Dataset entries
[Start of section]

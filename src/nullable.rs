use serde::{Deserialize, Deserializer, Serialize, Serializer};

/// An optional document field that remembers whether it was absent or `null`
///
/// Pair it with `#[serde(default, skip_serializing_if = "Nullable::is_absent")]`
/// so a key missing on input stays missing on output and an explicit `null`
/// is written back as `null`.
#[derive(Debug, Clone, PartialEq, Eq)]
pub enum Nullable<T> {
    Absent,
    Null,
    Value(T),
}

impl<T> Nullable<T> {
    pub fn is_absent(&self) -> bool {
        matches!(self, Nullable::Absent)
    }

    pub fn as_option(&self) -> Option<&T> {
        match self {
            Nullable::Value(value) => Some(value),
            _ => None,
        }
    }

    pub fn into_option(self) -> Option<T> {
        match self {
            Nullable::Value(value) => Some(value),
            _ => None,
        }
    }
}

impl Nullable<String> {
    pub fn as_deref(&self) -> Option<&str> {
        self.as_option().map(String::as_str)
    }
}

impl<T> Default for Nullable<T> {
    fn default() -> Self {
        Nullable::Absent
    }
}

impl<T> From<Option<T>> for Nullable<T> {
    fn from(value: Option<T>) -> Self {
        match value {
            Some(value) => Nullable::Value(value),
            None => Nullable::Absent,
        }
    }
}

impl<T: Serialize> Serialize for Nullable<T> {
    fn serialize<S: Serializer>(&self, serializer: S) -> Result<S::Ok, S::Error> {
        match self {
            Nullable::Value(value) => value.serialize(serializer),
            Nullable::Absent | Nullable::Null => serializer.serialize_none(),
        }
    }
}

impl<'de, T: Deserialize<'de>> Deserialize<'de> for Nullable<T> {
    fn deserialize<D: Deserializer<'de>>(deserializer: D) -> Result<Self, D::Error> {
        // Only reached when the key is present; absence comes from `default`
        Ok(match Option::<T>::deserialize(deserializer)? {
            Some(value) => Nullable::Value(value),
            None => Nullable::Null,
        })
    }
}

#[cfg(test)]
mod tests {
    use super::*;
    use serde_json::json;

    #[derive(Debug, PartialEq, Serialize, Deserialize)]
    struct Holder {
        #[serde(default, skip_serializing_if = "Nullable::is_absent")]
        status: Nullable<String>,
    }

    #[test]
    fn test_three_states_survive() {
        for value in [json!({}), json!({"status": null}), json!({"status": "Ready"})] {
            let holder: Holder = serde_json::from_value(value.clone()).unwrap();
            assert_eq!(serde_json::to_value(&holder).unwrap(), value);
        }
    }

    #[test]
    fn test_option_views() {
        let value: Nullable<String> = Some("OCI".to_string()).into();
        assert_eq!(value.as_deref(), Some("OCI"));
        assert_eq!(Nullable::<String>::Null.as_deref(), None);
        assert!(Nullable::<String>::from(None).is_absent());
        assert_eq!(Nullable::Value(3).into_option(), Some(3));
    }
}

[End of section]
[Start of section]

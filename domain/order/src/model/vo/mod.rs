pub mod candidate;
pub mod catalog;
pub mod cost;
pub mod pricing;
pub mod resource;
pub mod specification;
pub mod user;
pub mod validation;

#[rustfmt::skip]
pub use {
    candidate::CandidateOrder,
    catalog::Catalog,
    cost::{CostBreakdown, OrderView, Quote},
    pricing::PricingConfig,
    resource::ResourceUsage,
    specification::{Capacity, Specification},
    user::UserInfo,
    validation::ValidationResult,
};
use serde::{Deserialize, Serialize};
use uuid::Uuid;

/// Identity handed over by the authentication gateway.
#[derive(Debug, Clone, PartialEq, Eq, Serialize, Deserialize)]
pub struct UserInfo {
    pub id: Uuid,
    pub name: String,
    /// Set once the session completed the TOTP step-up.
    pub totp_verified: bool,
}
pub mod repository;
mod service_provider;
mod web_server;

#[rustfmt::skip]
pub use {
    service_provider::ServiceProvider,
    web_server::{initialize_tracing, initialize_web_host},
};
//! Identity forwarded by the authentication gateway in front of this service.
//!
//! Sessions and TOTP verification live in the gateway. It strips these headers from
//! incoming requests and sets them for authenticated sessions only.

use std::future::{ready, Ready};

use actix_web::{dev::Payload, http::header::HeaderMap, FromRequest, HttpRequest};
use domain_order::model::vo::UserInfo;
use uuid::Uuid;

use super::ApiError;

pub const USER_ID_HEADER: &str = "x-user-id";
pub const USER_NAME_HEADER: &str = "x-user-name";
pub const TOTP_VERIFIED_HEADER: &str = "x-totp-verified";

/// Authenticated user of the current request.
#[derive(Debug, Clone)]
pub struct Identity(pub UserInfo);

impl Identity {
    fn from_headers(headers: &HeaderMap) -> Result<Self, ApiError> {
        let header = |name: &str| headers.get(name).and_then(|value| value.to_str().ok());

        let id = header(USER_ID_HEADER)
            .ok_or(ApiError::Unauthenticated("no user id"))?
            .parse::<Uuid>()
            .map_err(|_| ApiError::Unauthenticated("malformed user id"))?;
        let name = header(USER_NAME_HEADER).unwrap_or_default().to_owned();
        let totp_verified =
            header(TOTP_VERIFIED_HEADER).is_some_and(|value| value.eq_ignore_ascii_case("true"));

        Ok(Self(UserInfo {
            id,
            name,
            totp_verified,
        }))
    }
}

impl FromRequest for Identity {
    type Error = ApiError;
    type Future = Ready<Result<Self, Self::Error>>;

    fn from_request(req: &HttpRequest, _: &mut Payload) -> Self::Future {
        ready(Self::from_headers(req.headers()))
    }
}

[End of section]

ASSIGNED TASK
Whenever the word "HeaderMap" shows up in a line above, copy that line.

FINISHED EXERCISE
use actix_web::{dev::Payload, http::header::HeaderMap, FromRequest, HttpRequest};
    fn from_headers(headers: &HeaderMap) -> Result<Self, ApiError> {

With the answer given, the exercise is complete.